• To do
Looking at the data below, report how many lines contain "ServerPoolConfig", with no other words.
━━━━━━━━━━
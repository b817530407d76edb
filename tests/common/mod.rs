//! Test utilities for Linkpool
//!
//! This module provides common helpers used across integration tests.

#![allow(dead_code)]

use linkpool::config::{ClientPoolConfig, ServerPoolConfig, TlsMode};
use linkpool::Pool;
use std::future::Future;
use std::net::SocketAddr;
use std::sync::Arc;
use std::time::Duration;
use tokio::net::TcpListener;
use tokio_rustls::rustls::ServerConfig;

/// Create a test TCP listener on an available port
pub async fn create_test_listener() -> (TcpListener, SocketAddr) {
    let listener = TcpListener::bind("127.0.0.1:0").await.unwrap();
    let addr = listener.local_addr().unwrap();
    (listener, addr)
}

/// Address on loopback that nothing listens on
pub async fn unused_addr() -> SocketAddr {
    let (_listener, addr) = create_test_listener().await;
    addr
}

/// Start a listening pool on an ephemeral port
pub async fn start_server_pool(
    max_capacity: usize,
    tls: Option<Arc<ServerConfig>>,
) -> (Arc<Pool>, SocketAddr) {
    start_server_pool_with(ServerPoolConfig::new("127.0.0.1:0"), max_capacity, tls).await
}

/// Start a listening pool from a base config on an ephemeral port
pub async fn start_server_pool_with(
    config: ServerPoolConfig,
    max_capacity: usize,
    tls: Option<Arc<ServerConfig>>,
) -> (Arc<Pool>, SocketAddr) {
    let (listener, addr) = create_test_listener().await;
    let config = ServerPoolConfig {
        max_capacity,
        ..config
    };
    let pool = Pool::server(config, listener, tls);
    pool.start();
    (pool, addr)
}

/// Test configuration builder for dialing pools
pub struct TestClientBuilder {
    config: ClientPoolConfig,
}

impl TestClientBuilder {
    /// Create a new builder targeting `addr` with a fast creation interval
    pub fn new(addr: SocketAddr) -> Self {
        let mut config = ClientPoolConfig::new(&addr.to_string());
        config.min_interval_ms = 50;
        config.max_interval_ms = 300;
        TestClientBuilder { config }
    }

    /// Set capacity bounds
    pub fn capacity(mut self, min: usize, max: usize) -> Self {
        self.config.min_capacity = min;
        self.config.max_capacity = max;
        self
    }

    /// Set interval bounds
    pub fn interval_ms(mut self, min: u64, max: u64) -> Self {
        self.config.min_interval_ms = min;
        self.config.max_interval_ms = max;
        self
    }

    /// Set TLS mode
    pub fn tls(mut self, mode: TlsMode) -> Self {
        self.config.tls = mode;
        self
    }

    /// Set an extra trust anchor
    pub fn trusted_root(mut self, path: &str) -> Self {
        self.config.trusted_root = Some(path.to_string());
        self
    }

    /// Build the config
    pub fn build(self) -> ClientPoolConfig {
        self.config
    }

    /// Build and start the pool
    pub fn start(self) -> Arc<Pool> {
        let pool = Pool::client(self.config).unwrap();
        pool.start();
        pool
    }
}

/// Poll `check` until it holds or `timeout` elapses
pub async fn wait_until(timeout: Duration, mut check: impl FnMut() -> bool) -> bool {
    let deadline = tokio::time::Instant::now() + timeout;
    while tokio::time::Instant::now() < deadline {
        if check() {
            return true;
        }
        tokio::time::sleep(Duration::from_millis(20)).await;
    }
    check()
}

/// Run a future with a timeout, panicking on expiry
pub async fn with_timeout<F: Future>(timeout: Duration, fut: F) -> F::Output {
    tokio::time::timeout(timeout, fut)
        .await
        .expect("operation timed out")
}
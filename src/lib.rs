//! # Linkpool - Pre-established Tunnel Connection Pool
//!
//! Linkpool keeps a set of idle connections open between two endpoints of a
//! tunnel so forwarded traffic never waits for a TCP or TLS handshake.
//!
//! ## Roles
//!
//! - **Client pool**: dials the remote endpoint in the background, reads the
//!   connection ID the listener assigns, and keeps the connection idle until
//!   a caller asks for that ID. Capacity and dial pacing adapt to demand.
//! - **Server pool**: accepts connections, optionally restricts the peer IP
//!   and wraps in TLS, assigns each a random ID and writes it to the peer.
//!
//! ## Usage
//!
//! ```rust,ignore
//! use linkpool::config::{ClientPoolConfig, ServerPoolConfig};
//! use linkpool::Pool;
//! use std::time::Duration;
//!
//! #[tokio::main]
//! async fn main() -> linkpool::Result<()> {
//!     let server = Pool::bind_server(ServerPoolConfig::new("127.0.0.1:10101")).await?;
//!     server.start();
//!
//!     let client = Pool::client(ClientPoolConfig::new("127.0.0.1:10101"))?;
//!     client.start();
//!
//!     // The server side picks a connection and tells its peer the ID
//!     let (id, _server_conn) = server.acquire_any(Duration::from_secs(5)).await?;
//!     let _client_conn = client.acquire_by_id(&id, Duration::from_secs(5)).await?;
//!     Ok(())
//! }
//! ```
//!
//! ## Wire format
//!
//! ```text
//! Client --TCP--> Server
//!        [TLS handshake, optional]
//!        <-- 4 raw ID bytes --
//!        ... idle until acquired, then application bytes ...
//! ```

#![warn(missing_docs)]
#![warn(rust_2018_idioms)]

pub mod cert;
pub mod config;
pub mod error;
pub mod pool;
pub mod transport;

// Re-export commonly used items
pub use config::{load_config, Config};
pub use error::{PoolError, Result};
pub use pool::{Pool, PoolStatsSnapshot};
pub use transport::{Dialer, PooledConn, TcpDialer};

/// Version of the Linkpool library
pub const VERSION: &str = env!("CARGO_PKG_VERSION");

/// Name of the application
pub const NAME: &str = env!("CARGO_PKG_NAME");
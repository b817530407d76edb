//! TCP dialer implementation
//!
//! Opens plain TCP connections to the listening pool.

use super::Dialer;
use async_trait::async_trait;
use std::io;
use std::time::Duration;
use tokio::net::TcpStream;

/// Dials a fixed remote address over TCP
#[derive(Debug, Clone)]
pub struct TcpDialer {
    /// Remote address, resolved on every dial
    addr: String,
    /// Connection timeout
    connect_timeout: Duration,
}

impl TcpDialer {
    /// Create a new TCP dialer with the default timeout
    pub fn new(addr: &str) -> Self {
        TcpDialer {
            addr: addr.to_string(),
            connect_timeout: Duration::from_secs(10),
        }
    }

    /// Set connection timeout
    pub fn with_connect_timeout(mut self, timeout: Duration) -> Self {
        self.connect_timeout = timeout;
        self
    }

    /// Get the remote address
    pub fn addr(&self) -> &str {
        &self.addr
    }
}

#[async_trait]
impl Dialer for TcpDialer {
    async fn dial(&self) -> io::Result<TcpStream> {
        let stream = tokio::time::timeout(self.connect_timeout, TcpStream::connect(&self.addr))
            .await
            .map_err(|_| {
                io::Error::new(
                    io::ErrorKind::TimedOut,
                    format!("Connection timeout to {}", self.addr),
                )
            })??;

        tracing::trace!("TCP connection established to {}", self.addr);
        Ok(stream)
    }
}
━━━━━━━━━━
• Task output
6